Son cuatro páginas en las que Carver introduce al lector en la casa de un hombre arrasado por el alcohol que maltrata a su mujer y a su joven hija. Después de una secuencia de violencia, la mujer lo echa de casa. A punto de irse, el cuento acaba así: “L. D. se puso la bolsa bajo el brazo y cogió la maleta. Dijo: 'Solo quiero decir una cosa más. Pero le resultó imposible imaginar cuál podría ser aquella cosa”. Punto final. “Es el clásico Carver. Miserias de una humanidad desarmada y sin palabras. Nada sucede y todo podía suceder. Final mudo. El mundo es una tragedia estática”, escribía el novelista, dramaturgo y periodista Alessandro Baricco en un artículo en La Repubblica en 1999.
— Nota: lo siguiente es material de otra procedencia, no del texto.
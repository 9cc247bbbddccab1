//! Workflow discovery and action-usage extraction.
//!
//! A workflow document is treated as a generic YAML tree; the extractor only
//! cares about the `jobs.*.steps[].uses` subset of the GitHub Actions schema
//! and traverses it permissively — missing keys yield empty results, never
//! errors. Unpinned or malformed `uses` values are skipped without a record:
//! flagging unpinned actions is a separate concern, not this tool's.

use crate::events::EventSink;
use serde_yaml::Value;
use std::path::{Path, PathBuf};
use walkdir::WalkDir;

/// A single external action reference found in a workflow step.
///
/// Serialized with camelCase wire names (`actionLink`, `actionVersion`,
/// `workflowFileName`), the same convention the allowlist document uses,
/// so collected usage lists can be stored and fed back to `validate`.
#[derive(Debug, Clone, PartialEq, Eq, serde::Serialize, serde::Deserialize)]
pub struct ActionUsage {
    /// Identifier portion of `uses`, before the `@` — typically `owner/repo`
    /// or `owner/repo/subpath`.
    #[serde(rename = "actionLink")]
    pub action: String,
    /// Tag, branch, or commit SHA after the `@`. Compared as an opaque
    /// string, never resolved semantically.
    #[serde(rename = "actionVersion")]
    pub version: String,
    /// Workflow file the reference was found in.
    #[serde(rename = "workflowFileName")]
    pub workflow: String,
}

/// Extracts every pinned external action reference from a parsed workflow.
///
/// Walks `jobs.*.steps[].uses` in job-then-step order. A `uses` value is
/// recorded only when splitting on `@` yields exactly two non-empty parts;
/// anything else (no pin, empty reference, multiple `@`) is skipped
/// silently. Emits one [`info`](EventSink::info) event per job encountered
/// and one per usage found — log-only, the return value does not depend on
/// the sink.
///
/// # Examples
///
/// ```
/// use actions_allowlist::events::NullSink;
/// use actions_allowlist::usage::extract_usages;
///
/// let doc = serde_yaml::from_str(
///     "jobs:\n  build:\n    steps:\n      - uses: actions/checkout@v4\n",
/// )
/// .unwrap();
/// let usages = extract_usages(&doc, "ci.yml", &NullSink);
/// assert_eq!(usages[0].action, "actions/checkout");
/// assert_eq!(usages[0].version, "v4");
/// ```
pub fn extract_usages(doc: &Value, source: &str, sink: &dyn EventSink) -> Vec<ActionUsage> {
    let mut usages = Vec::new();

    let Some(jobs) = doc.get("jobs").and_then(Value::as_mapping) else {
        return usages;
    };

    for (name, job) in jobs {
        let job_name = name.as_str().unwrap_or("?");
        sink.info(&format!("  Job found: [{job_name}] in {source}"));

        let Some(steps) = job.get("steps").and_then(Value::as_sequence) else {
            continue;
        };

        for step in steps {
            let Some(uses) = step.get("uses").and_then(Value::as_str) else {
                continue;
            };

            let parts: Vec<&str> = uses.split('@').collect();
            let &[action, version] = parts.as_slice() else {
                continue;
            };
            if action.is_empty() || version.is_empty() {
                continue;
            }

            sink.info(&format!("   Found action used: [{uses}]"));
            usages.push(ActionUsage {
                action: action.to_string(),
                version: version.to_string(),
                workflow: source.to_string(),
            });
        }
    }

    usages
}

/// Reads and parses one workflow file, then extracts its usages.
///
/// Records are labeled with the file name (not the full path), matching the
/// `workflowFileName` wire field.
///
/// # Errors
///
/// Returns `Err(reason)` when the file cannot be read or is not valid YAML.
/// The caller decides whether to abort or continue with other documents.
pub fn scan_document(path: &Path, sink: &dyn EventSink) -> Result<Vec<ActionUsage>, String> {
    let source = file_label(path);
    let content = std::fs::read_to_string(path)
        .map_err(|e| format!("Error occurred while reading {}: {}", path.display(), e))?;
    let doc: Value = serde_yaml::from_str(&content)
        .map_err(|e| format!("Error occurred while parsing {}: {}", path.display(), e))?;
    Ok(extract_usages(&doc, &source, sink))
}

/// Locates workflow documents under a repository root.
///
/// Looks in `<root>/.github/workflows`, falling back to
/// `<root>/testing-repo/.github/workflows` when the primary directory does
/// not exist. Only immediate `.yml` files are considered. The result is
/// sorted by path; zero files found is not an error.
pub fn discover_workflows(root: &Path) -> Vec<PathBuf> {
    let primary = root.join(".github").join("workflows");
    let dir = if primary.is_dir() {
        primary
    } else {
        root.join("testing-repo").join(".github").join("workflows")
    };

    let mut files: Vec<PathBuf> = WalkDir::new(dir)
        .min_depth(1)
        .max_depth(1)
        .into_iter()
        .filter_map(|e| e.ok())
        .filter(|e| e.file_type().is_file())
        .map(|e| e.path().to_path_buf())
        .filter(|p| p.extension().map(|ext| ext == "yml").unwrap_or(false))
        .collect();

    files.sort();
    files
}

/// Returns the last path component, or the full path when there is none.
pub(crate) fn file_label(path: &Path) -> String {
    path.file_name()
        .map(|n| n.to_string_lossy().to_string())
        .unwrap_or_else(|| path.display().to_string())
}
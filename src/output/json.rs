//! JSON output formatter.
//!
//! Produces a pretty-printed JSON document containing run metadata, a count
//! summary, the denied and deprecated usages, and the full usage inventory.

use crate::audit::{AuditReport, ParseFailure};
use crate::usage::ActionUsage;

#[derive(serde::Serialize)]
struct JsonOutput<'a> {
    root: &'a str,
    audit_timestamp: &'a str,
    passed: bool,
    summary: Summary,
    denied: &'a [String],
    denied_usages: &'a [ActionUsage],
    deprecated_usages: &'a [ActionUsage],
    parse_failures: &'a [ParseFailure],
    usages: &'a [ActionUsage],
}

#[derive(serde::Serialize)]
struct Summary {
    files_scanned: usize,
    usages: usize,
    approved: usize,
    denied: usize,
    deprecated: usize,
}

/// Formats an [`AuditReport`] as pretty-printed JSON.
///
/// # Panics
///
/// Panics if the report cannot be serialized (should not happen with valid data).
pub fn format(report: &AuditReport) -> String {
    let output = JsonOutput {
        root: &report.root,
        audit_timestamp: &report.audit_timestamp,
        passed: report.passed,
        summary: Summary {
            files_scanned: report.files_scanned,
            usages: report.usages.len(),
            approved: report.verdict.approved_count,
            denied: report.verdict.denied_count,
            deprecated: report.verdict.deprecated_count,
        },
        denied: &report.verdict.denied,
        denied_usages: &report.verdict.denied_usages,
        deprecated_usages: &report.verdict.deprecated_usages,
        parse_failures: &report.parse_failures,
        usages: &report.usages,
    };

    let mut out = serde_json::to_string_pretty(&output).expect("JSON serialization failed");
    out.push('\n');
    out
}
use unicode_width::{UnicodeWidthChar, UnicodeWidthStr};

/// Truncates a string to at most `max_width` terminal columns, appending
/// "..." if truncated. Wide characters (e.g. CJK) count as two columns.
pub fn truncate_str(s: &str, max_width: usize) -> String {
    if s.width() <= max_width {
        return s.to_string();
    }

    let budget = max_width.saturating_sub(3);
    let mut width = 0;
    let mut end = 0;
    for (i, c) in s.char_indices() {
        let w = c.width().unwrap_or(0);
        if width + w > budget {
            break;
        }
        width += w;
        end = i + c.len_utf8();
    }
    format!("{}...", &s[..end])
}

/// Pads with spaces to exactly `width` columns, truncating when longer.
pub fn fit_width(s: &str, width: usize) -> String {
    let truncated = truncate_str(s, width);
    let pad = width.saturating_sub(truncated.width());
    format!("{}{}", truncated, " ".repeat(pad))
}
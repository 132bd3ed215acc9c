use anyhow::Result;
use clap::{Parser, Subcommand};
use std::path::PathBuf;

use crate::commands::{close, push, snapshots, tower, watch};
use crate::config::Config;

#[derive(Parser)]
#[command(name = "wintrack")]
#[command(about = "Window Tracker - Group open windows into projects and close them together")]
#[command(version)]
pub struct Cli {
    /// Custom config file path
    #[arg(short, long, global = true)]
    pub config: Option<PathBuf>,

    /// Override the folder that holds one directory per project
    #[arg(long, global = true)]
    pub projects_path: Option<PathBuf>,

    #[command(subcommand)]
    pub command: Commands,
}

impl Cli {
    pub fn load_config(&self) -> Result<Config> {
        let config = Config::load(self.config.clone())?;
        Ok(match &self.projects_path {
            Some(path) => config.with_projects_path(path.clone()),
            None => config,
        })
    }
}

#[derive(Subcommand)]
pub enum Commands {
    /// Launch the terminal UI
    Tower(tower::Args),

    /// Track windows without a UI, logging every change
    Watch(watch::Args),

    /// Snapshot a project, close its windows and upload the folder
    Close(close::Args),

    /// Finish closes interrupted by a previous run
    Resume,

    /// Commit and push a project folder
    Push(push::Args),

    /// List active projects
    Projects,

    /// Show a project's snapshot history
    Snapshots(snapshots::Args),
}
Javier Gutiérrez interpreta en la segunda parte de la obra que aborda el cuento de Principiantes a Herb, un cardiólogo que dice creer en el amor puro pero se halla en un cuerpo ya herido, atormentado. “Mi personaje está teñido desde el comienzo de una desesperanza, de una grieta, de una melancolía profunda que intuimos que está llena de dolor”, explica en conversación con elDiario.es, tras el primer pase de la obra en Madrid.
Los dos Carver
En 1989 Raymond Carver publicó De qué hablamos cuando hablamos de amor, un contenedor de relatos que incluye los dos cuentos en los que se basa esta obra. En 2011, se publica el mismo libro pero con otro título, Principiantes: se trata de la versión original del manuscrito de Carver sin editar, el cual contiene los mismos relatos pero el doble de páginas.
En la versión de 2011, el cuento Una cosa más acaba de una manera muy diferente: “Escucha, Maxine. Recuerda esto. Te amo. Te amo pase lo que pase. Y también te amo a ti, Bea. Las amo a las dos'. Se quedó de pie en el umbral y sintió que los labios empezaban a temblar mientras las miraba en la que, pensó, sería la última vez. ‘Adios’, dijo”.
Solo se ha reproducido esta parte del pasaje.